▸ EXERCISE PROMPT
From the first line of the entries below to the line with "Rolling a transaction", give each line again exactly.

▸ RECORDS FOR THIS TASK
● ● ● ● ● ● ●

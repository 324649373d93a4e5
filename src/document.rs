//! In-memory BIM document
//!
//! `BimDocument` is a small host that behaves like a BIM application's project
//! document as far as envelope construction is concerned: it owns levels, a
//! catalog of family symbols and the created elements, allocates element ids,
//! and only accepts modifications inside a transaction. Rolling a transaction
//! back restores the document to its state at `begin_transaction`, symbol
//! activation included.

use crate::elements::{
    BuiltInParameter, Category, Element, ElementType, FamilyInstance, ParameterValue,
    StructuralType, Wall,
};
use crate::error::{ModelError, Result};
use crate::geometry::Line;
use crate::host::HostDocument;
use crate::tables::{FamilySymbol, Level, Table, TableEntry};
use crate::types::{ElementId, Point3, POINT_TOLERANCE};
use ahash::AHashMap;

/// Outcome of a finished transaction
#[derive(Debug, Clone, Copy, PartialEq, Eq)]
pub enum TransactionOutcome {
    Committed,
    RolledBack,
}

/// A finished transaction, kept in the document history
#[derive(Debug, Clone, PartialEq, Eq)]
pub struct TransactionRecord {
    pub name: String,
    pub outcome: TransactionOutcome,
}

/// State captured when a transaction opens
#[derive(Debug, Clone)]
struct Snapshot {
    symbols: Table<FamilySymbol>,
    elements: AHashMap<ElementId, ElementType>,
    next_id: u64,
}

#[derive(Debug, Clone)]
struct OpenTransaction {
    name: String,
    snapshot: Snapshot,
}

/// In-memory host document
#[derive(Debug, Clone)]
pub struct BimDocument {
    /// Document title
    pub title: String,
    levels: Table<Level>,
    symbols: Table<FamilySymbol>,
    elements: AHashMap<ElementId, ElementType>,
    next_id: u64,
    read_only: bool,
    cancel_requested: bool,
    element_limit: Option<usize>,
    transaction: Option<OpenTransaction>,
    history: Vec<TransactionRecord>,
}

impl BimDocument {
    /// Create an empty document
    pub fn new() -> Self {
        BimDocument {
            title: "Project1".to_string(),
            levels: Table::new(),
            symbols: Table::new(),
            elements: AHashMap::new(),
            // low ids are reserved for built-in elements
            next_id: 0x100,
            read_only: false,
            cancel_requested: false,
            element_limit: None,
            transaction: None,
            history: Vec::new(),
        }
    }

    /// Create an empty document with a title
    pub fn with_title(title: impl Into<String>) -> Self {
        BimDocument {
            title: title.into(),
            ..Self::new()
        }
    }

    /// Allocate a new unique element id
    fn allocate_id(&mut self) -> ElementId {
        let id = ElementId::new(self.next_id);
        self.next_id += 1;
        id
    }

    /// Add a level; returns its id
    pub fn add_level(&mut self, mut level: Level) -> Result<ElementId> {
        let id = self.allocate_id();
        level.set_id(id);
        self.levels.add(level)?;
        Ok(id)
    }

    /// Load a family symbol into the catalog; returns its id
    pub fn add_symbol(&mut self, mut symbol: FamilySymbol) -> Result<ElementId> {
        if symbol.category == Category::Wall {
            return Err(ModelError::Custom(format!(
                "'{}' is not a loadable family category",
                symbol.category
            )));
        }
        let id = self.allocate_id();
        symbol.set_id(id);
        self.symbols.add(symbol)?;
        Ok(id)
    }

    /// Level by id
    pub fn level(&self, id: ElementId) -> Option<&Level> {
        self.levels.get(id)
    }

    /// Level table
    pub fn level_table(&self) -> &Table<Level> {
        &self.levels
    }

    /// Family symbol catalog
    pub fn symbol_table(&self) -> &Table<FamilySymbol> {
        &self.symbols
    }

    /// Make the document refuse every modification
    pub fn set_read_only(&mut self, read_only: bool) {
        self.read_only = read_only;
    }

    /// Ask the next `begin_transaction` to report a user cancellation
    pub fn request_cancel(&mut self) {
        self.cancel_requested = true;
    }

    /// Refuse element creation once the document holds `limit` elements
    pub fn set_element_limit(&mut self, limit: Option<usize>) {
        self.element_limit = limit;
    }

    /// Number of walls and family instances
    pub fn element_count(&self) -> usize {
        self.elements.len()
    }

    /// All walls, ordered by id
    pub fn walls(&self) -> impl Iterator<Item = &Wall> {
        self.sorted_elements().into_iter().filter_map(|e| e.as_wall())
    }

    /// All family instances, ordered by id
    pub fn family_instances(&self) -> impl Iterator<Item = &FamilyInstance> {
        self.sorted_elements()
            .into_iter()
            .filter_map(|e| e.as_family_instance())
    }

    /// Family instances hosted by `wall`, ordered by id
    pub fn instances_hosted_by(&self, wall: ElementId) -> Vec<&FamilyInstance> {
        self.family_instances()
            .filter(|fi| fi.host_id == wall)
            .collect()
    }

    /// Finished transactions, oldest first
    pub fn transaction_history(&self) -> &[TransactionRecord] {
        &self.history
    }

    fn sorted_elements(&self) -> Vec<&ElementType> {
        let mut ids: Vec<&ElementId> = self.elements.keys().collect();
        ids.sort();
        ids.into_iter().filter_map(|id| self.elements.get(id)).collect()
    }

    fn ensure_modifiable(&self) -> Result<()> {
        if self.read_only {
            return Err(ModelError::HostMutation(format!(
                "document '{}' is read-only",
                self.title
            )));
        }
        if self.transaction.is_none() {
            return Err(ModelError::Transaction(
                "modification outside of a transaction".to_string(),
            ));
        }
        Ok(())
    }

    fn ensure_capacity(&self) -> Result<()> {
        match self.element_limit {
            Some(limit) if self.elements.len() >= limit => Err(ModelError::HostMutation(
                format!("element limit of {limit} reached"),
            )),
            _ => Ok(()),
        }
    }

    fn insert_element(&mut self, mut element: ElementType) -> ElementId {
        let id = self.allocate_id();
        element.as_element_mut().set_id(id);
        self.elements.insert(id, element);
        id
    }

    fn wall(&self, id: ElementId) -> Result<&Wall> {
        match self.elements.get(&id) {
            Some(ElementType::Wall(w)) => Ok(w),
            Some(_) => Err(ModelError::HostMutation(format!(
                "element {id} is not a wall"
            ))),
            None => Err(ModelError::ElementNotFound(id)),
        }
    }
}

/// Distance from `point` to the segment `line`
fn distance_to_segment(point: &Point3, line: &Line) -> f64 {
    let span = line.end - line.start;
    let len_sq = span.dot(&span);
    if len_sq == 0.0 {
        return point.distance(&line.start);
    }
    let t = ((*point - line.start).dot(&span) / len_sq).clamp(0.0, 1.0);
    point.distance(&(line.start + span * t))
}

impl HostDocument for BimDocument {
    fn levels(&self) -> Vec<&Level> {
        self.levels.iter().collect()
    }

    fn symbols(&self, category: Category) -> Vec<&FamilySymbol> {
        self.symbols
            .iter()
            .filter(|s| s.category == category)
            .collect()
    }

    fn symbol(&self, id: ElementId) -> Option<&FamilySymbol> {
        self.symbols.get(id)
    }

    fn element(&self, id: ElementId) -> Option<&ElementType> {
        self.elements.get(&id)
    }

    fn create_wall(
        &mut self,
        line: Line,
        base_level: ElementId,
        structural: bool,
    ) -> Result<ElementId> {
        self.ensure_modifiable()?;
        self.ensure_capacity()?;
        if !self.levels.contains(base_level) {
            return Err(ModelError::ElementNotFound(base_level));
        }
        if line.is_degenerate() {
            return Err(ModelError::HostMutation(
                "wall curve is too short".to_string(),
            ));
        }
        if !((line.start.z - line.end.z).abs() <= POINT_TOLERANCE) {
            return Err(ModelError::HostMutation(
                "wall curve must be horizontal".to_string(),
            ));
        }

        let id = self.insert_element(ElementType::Wall(Wall::new(line, base_level, structural)));
        tracing::debug!(target: "bim_envelope::document", wall = %id, "wall created");
        Ok(id)
    }

    fn create_family_instance(
        &mut self,
        point: Point3,
        symbol: ElementId,
        host: ElementId,
        level: ElementId,
        structural_type: StructuralType,
    ) -> Result<ElementId> {
        self.ensure_modifiable()?;
        self.ensure_capacity()?;

        let family_symbol = self
            .symbols
            .get(symbol)
            .ok_or(ModelError::ElementNotFound(symbol))?;
        if !family_symbol.is_active() {
            return Err(ModelError::HostMutation(format!(
                "symbol '{}' is not active",
                family_symbol.name
            )));
        }
        let category = family_symbol.category;

        if !self.levels.contains(level) {
            return Err(ModelError::ElementNotFound(level));
        }

        let wall = self.wall(host)?;
        if !(distance_to_segment(&point, &wall.location) <= POINT_TOLERANCE) {
            return Err(ModelError::HostMutation(format!(
                "insertion point {point} is not on host wall {host}"
            )));
        }
        // new instances face the interior side of their host
        let facing = -wall.orientation();

        let mut instance = FamilyInstance::new(category, symbol, host, level, point, facing);
        instance.structural_type = structural_type;
        let id = self.insert_element(ElementType::FamilyInstance(instance));
        tracing::debug!(
            target: "bim_envelope::document",
            instance = %id,
            host = %host,
            category = %category,
            "family instance created"
        );
        Ok(id)
    }

    fn activate_symbol(&mut self, symbol: ElementId) -> Result<()> {
        self.ensure_modifiable()?;
        let entry = self
            .symbols
            .get_mut(symbol)
            .ok_or(ModelError::ElementNotFound(symbol))?;
        entry.activate();
        Ok(())
    }

    fn set_parameter(
        &mut self,
        element: ElementId,
        param: BuiltInParameter,
        value: ParameterValue,
    ) -> Result<()> {
        self.ensure_modifiable()?;
        if let ParameterValue::ElementId(target) = value {
            if target.is_valid() && !self.levels.contains(target) {
                return Err(ModelError::HostMutation(format!(
                    "{param} must reference a level, got {target}"
                )));
            }
        }
        let entry = self
            .elements
            .get_mut(&element)
            .ok_or(ModelError::ElementNotFound(element))?;
        entry.as_element_mut().common_mut().parameters.set(param, value)
    }

    fn flip_facing(&mut self, instance: ElementId) -> Result<()> {
        self.ensure_modifiable()?;
        match self.elements.get_mut(&instance) {
            Some(ElementType::FamilyInstance(fi)) => {
                fi.flip_facing();
                Ok(())
            }
            Some(_) => Err(ModelError::HostMutation(format!(
                "element {instance} cannot be flipped"
            ))),
            None => Err(ModelError::ElementNotFound(instance)),
        }
    }

    fn begin_transaction(&mut self, name: &str) -> Result<()> {
        if self.cancel_requested {
            self.cancel_requested = false;
            return Err(ModelError::Cancelled(format!(
                "transaction '{name}' cancelled by user"
            )));
        }
        if self.read_only {
            return Err(ModelError::HostMutation(format!(
                "document '{}' is read-only",
                self.title
            )));
        }
        if let Some(open) = &self.transaction {
            return Err(ModelError::Transaction(format!(
                "cannot start '{name}' while '{}' is open",
                open.name
            )));
        }
        self.transaction = Some(OpenTransaction {
            name: name.to_string(),
            snapshot: Snapshot {
                symbols: self.symbols.clone(),
                elements: self.elements.clone(),
                next_id: self.next_id,
            },
        });
        Ok(())
    }

    fn commit_transaction(&mut self) -> Result<()> {
        let open = self
            .transaction
            .take()
            .ok_or_else(|| ModelError::Transaction("no open transaction to commit".to_string()))?;
        self.history.push(TransactionRecord {
            name: open.name,
            outcome: TransactionOutcome::Committed,
        });
        Ok(())
    }

    fn rollback_transaction(&mut self) {
        if let Some(open) = self.transaction.take() {
            self.symbols = open.snapshot.symbols;
            self.elements = open.snapshot.elements;
            self.next_id = open.snapshot.next_id;
            self.history.push(TransactionRecord {
                name: open.name,
                outcome: TransactionOutcome::RolledBack,
            });
        }
    }

    fn has_open_transaction(&self) -> bool {
        self.transaction.is_some()
    }
}

impl Default for BimDocument {
    fn default() -> Self {
        Self::new()
    }
}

● ● ● ● ● ● ●

▸ EXERCISE ANSWER
repository 324649373d93a4e5
filename src/document.rs
//! In-memory BIM document
//!
//! `BimDocument` is a small host that behaves like a BIM application's project
//! document as far as envelope construction is concerned: it owns levels, a
//! catalog of family symbols and the created elements, allocates element ids,
//! and only accepts modifications inside a transaction. Rolling a transaction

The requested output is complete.